#### [Brief]
Your job with the data below is to output exactly the lines from the one holding "pub async fn get_global_page_data(&self)" down to the one holding "page loaded with", both included, and no others.

#### [Entries provided]
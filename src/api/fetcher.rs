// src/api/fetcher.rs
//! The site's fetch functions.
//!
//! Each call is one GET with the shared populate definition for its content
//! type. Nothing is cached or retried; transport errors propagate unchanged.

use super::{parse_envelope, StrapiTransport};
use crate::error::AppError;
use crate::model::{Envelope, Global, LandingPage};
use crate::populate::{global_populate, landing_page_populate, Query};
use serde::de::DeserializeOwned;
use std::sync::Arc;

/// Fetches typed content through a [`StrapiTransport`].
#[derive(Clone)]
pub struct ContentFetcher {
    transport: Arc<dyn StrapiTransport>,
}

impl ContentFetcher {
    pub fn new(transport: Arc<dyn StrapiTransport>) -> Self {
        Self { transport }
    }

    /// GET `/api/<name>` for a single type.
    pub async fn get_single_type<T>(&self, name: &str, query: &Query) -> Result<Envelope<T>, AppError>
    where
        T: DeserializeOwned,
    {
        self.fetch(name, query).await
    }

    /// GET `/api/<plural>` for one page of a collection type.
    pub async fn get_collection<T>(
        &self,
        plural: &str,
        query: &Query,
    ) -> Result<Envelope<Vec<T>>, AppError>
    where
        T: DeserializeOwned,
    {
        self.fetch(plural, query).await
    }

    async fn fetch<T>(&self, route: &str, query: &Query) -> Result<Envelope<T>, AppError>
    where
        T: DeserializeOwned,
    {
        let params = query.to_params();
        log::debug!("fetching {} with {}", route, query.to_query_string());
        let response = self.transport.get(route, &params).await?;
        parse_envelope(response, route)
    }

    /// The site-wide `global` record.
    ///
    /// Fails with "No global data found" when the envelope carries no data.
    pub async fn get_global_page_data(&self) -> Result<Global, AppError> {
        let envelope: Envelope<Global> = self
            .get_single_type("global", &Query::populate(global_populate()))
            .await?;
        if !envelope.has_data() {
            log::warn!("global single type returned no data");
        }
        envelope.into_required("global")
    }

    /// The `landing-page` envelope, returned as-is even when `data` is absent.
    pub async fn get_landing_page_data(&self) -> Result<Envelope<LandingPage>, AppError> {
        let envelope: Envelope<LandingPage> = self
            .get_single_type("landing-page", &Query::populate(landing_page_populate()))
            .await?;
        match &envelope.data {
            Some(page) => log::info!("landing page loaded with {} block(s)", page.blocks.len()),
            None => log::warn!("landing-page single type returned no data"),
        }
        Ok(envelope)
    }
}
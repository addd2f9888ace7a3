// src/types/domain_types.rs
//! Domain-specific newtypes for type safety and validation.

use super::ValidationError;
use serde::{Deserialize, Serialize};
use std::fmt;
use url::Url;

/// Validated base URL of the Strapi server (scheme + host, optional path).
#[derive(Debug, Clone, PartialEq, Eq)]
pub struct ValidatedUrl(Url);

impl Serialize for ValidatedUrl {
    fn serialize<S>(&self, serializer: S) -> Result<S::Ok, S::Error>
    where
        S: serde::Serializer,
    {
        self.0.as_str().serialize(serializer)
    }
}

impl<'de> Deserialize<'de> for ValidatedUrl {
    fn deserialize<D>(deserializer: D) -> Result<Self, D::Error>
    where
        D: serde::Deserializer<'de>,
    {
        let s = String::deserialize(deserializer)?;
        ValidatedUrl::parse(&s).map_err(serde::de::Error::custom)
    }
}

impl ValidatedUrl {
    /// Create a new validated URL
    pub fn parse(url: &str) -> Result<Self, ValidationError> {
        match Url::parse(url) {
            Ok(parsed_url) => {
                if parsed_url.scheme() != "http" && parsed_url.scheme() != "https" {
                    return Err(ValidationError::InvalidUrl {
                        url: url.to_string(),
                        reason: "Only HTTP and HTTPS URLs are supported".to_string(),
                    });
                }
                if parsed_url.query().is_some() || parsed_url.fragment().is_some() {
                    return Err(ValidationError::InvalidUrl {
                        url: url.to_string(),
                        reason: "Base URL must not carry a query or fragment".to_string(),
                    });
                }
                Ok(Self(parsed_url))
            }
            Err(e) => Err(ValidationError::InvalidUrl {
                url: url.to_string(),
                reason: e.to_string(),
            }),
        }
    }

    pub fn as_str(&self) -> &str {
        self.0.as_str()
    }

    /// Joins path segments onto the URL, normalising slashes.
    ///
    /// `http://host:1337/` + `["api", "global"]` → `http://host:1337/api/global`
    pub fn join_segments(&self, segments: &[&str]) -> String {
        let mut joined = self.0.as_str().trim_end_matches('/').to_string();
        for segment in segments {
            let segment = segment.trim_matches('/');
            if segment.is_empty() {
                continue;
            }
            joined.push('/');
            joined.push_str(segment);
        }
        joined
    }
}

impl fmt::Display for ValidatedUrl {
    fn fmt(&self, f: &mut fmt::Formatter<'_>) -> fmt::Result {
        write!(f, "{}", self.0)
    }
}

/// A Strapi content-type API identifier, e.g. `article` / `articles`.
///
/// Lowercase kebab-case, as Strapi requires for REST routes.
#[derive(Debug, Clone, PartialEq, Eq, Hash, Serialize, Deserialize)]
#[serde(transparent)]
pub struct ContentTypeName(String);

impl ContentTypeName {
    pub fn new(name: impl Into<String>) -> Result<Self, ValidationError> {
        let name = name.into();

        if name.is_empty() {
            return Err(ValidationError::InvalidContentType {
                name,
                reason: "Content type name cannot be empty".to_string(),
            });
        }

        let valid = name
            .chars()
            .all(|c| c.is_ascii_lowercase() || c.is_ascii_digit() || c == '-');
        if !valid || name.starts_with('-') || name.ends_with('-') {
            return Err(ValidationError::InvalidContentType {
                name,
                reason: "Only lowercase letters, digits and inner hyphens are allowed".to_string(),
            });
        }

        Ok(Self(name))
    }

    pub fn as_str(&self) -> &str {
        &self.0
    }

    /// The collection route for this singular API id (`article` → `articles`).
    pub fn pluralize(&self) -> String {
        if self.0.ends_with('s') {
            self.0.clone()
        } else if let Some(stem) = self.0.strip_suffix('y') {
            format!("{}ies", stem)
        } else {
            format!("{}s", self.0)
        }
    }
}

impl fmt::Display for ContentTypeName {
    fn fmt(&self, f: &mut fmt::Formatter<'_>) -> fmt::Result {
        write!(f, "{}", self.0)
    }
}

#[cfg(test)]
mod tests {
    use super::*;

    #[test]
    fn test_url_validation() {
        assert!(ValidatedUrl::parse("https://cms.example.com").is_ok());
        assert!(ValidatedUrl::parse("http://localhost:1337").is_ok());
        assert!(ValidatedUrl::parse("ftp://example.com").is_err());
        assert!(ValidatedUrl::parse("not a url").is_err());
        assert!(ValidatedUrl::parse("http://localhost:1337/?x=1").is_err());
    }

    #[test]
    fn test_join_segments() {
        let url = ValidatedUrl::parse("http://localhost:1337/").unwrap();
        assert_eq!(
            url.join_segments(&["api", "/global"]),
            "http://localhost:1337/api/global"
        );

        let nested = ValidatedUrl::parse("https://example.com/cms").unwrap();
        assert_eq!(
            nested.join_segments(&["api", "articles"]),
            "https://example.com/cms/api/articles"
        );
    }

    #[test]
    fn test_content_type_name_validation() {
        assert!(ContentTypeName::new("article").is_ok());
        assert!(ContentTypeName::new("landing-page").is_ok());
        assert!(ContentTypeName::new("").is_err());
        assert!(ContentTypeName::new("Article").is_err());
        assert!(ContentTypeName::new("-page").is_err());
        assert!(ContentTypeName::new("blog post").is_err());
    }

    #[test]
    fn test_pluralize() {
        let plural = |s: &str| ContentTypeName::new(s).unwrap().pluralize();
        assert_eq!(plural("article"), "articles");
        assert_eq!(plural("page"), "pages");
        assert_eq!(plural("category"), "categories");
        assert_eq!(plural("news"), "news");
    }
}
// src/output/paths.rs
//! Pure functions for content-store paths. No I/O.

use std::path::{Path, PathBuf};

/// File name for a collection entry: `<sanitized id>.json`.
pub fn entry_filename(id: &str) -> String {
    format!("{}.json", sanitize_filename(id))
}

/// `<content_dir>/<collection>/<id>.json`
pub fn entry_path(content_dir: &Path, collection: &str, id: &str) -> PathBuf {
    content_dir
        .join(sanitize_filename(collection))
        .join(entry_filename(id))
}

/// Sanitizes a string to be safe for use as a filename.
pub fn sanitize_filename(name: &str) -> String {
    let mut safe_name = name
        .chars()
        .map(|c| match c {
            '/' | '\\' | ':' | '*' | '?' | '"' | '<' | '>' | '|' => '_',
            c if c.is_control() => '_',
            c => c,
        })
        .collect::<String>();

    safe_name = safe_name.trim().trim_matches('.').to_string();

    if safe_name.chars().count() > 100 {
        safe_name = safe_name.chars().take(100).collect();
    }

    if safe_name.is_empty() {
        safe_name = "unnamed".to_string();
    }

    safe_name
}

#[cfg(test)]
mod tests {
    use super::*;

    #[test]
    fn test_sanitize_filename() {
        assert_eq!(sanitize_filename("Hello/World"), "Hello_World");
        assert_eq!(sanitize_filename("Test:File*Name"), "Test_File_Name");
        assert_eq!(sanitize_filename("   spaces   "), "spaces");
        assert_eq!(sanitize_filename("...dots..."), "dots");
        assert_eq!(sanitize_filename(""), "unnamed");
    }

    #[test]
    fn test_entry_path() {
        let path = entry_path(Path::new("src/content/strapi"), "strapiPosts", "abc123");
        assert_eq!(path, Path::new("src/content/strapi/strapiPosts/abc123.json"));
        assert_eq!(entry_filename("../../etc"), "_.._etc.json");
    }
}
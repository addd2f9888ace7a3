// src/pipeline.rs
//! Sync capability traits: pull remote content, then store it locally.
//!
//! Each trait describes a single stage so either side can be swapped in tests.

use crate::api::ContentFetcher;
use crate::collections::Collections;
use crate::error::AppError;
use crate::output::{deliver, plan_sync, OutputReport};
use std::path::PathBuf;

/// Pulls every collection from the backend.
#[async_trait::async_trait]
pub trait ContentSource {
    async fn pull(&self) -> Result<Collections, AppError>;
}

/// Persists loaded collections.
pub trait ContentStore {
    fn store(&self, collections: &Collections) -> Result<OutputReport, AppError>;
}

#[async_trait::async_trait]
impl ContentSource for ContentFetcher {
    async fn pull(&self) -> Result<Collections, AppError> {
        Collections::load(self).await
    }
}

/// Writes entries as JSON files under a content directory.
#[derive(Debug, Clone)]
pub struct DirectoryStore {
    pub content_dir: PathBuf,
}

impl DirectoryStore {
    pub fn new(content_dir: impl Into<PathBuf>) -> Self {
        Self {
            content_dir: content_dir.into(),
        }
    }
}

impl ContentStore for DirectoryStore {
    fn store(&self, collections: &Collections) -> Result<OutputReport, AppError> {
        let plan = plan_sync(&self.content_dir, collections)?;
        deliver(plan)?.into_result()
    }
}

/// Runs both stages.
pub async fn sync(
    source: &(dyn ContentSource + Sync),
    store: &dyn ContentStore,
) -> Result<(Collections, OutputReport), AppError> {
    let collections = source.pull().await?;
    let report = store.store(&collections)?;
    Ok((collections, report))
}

#### [Task answer]
    pub async fn get_global_page_data(&self) -> Result<Global, AppError> {
        let envelope: Envelope<Global> = self
            .get_single_type("global", &Query::populate(global_populate()))
            .await?;
        if !envelope.has_data() {
            log::warn!("global single type returned no data");
        }
        envelope.into_required("global")
    }

    /// The `landing-page` envelope, returned as-is even when `data` is absent.
    pub async fn get_landing_page_data(&self) -> Result<Envelope<LandingPage>, AppError> {
        let envelope: Envelope<LandingPage> = self
            .get_single_type("landing-page", &Query::populate(landing_page_populate()))
            .await?;
        match &envelope.data {
            Some(page) => log::info!("landing page loaded with {} block(s)", page.blocks.len()),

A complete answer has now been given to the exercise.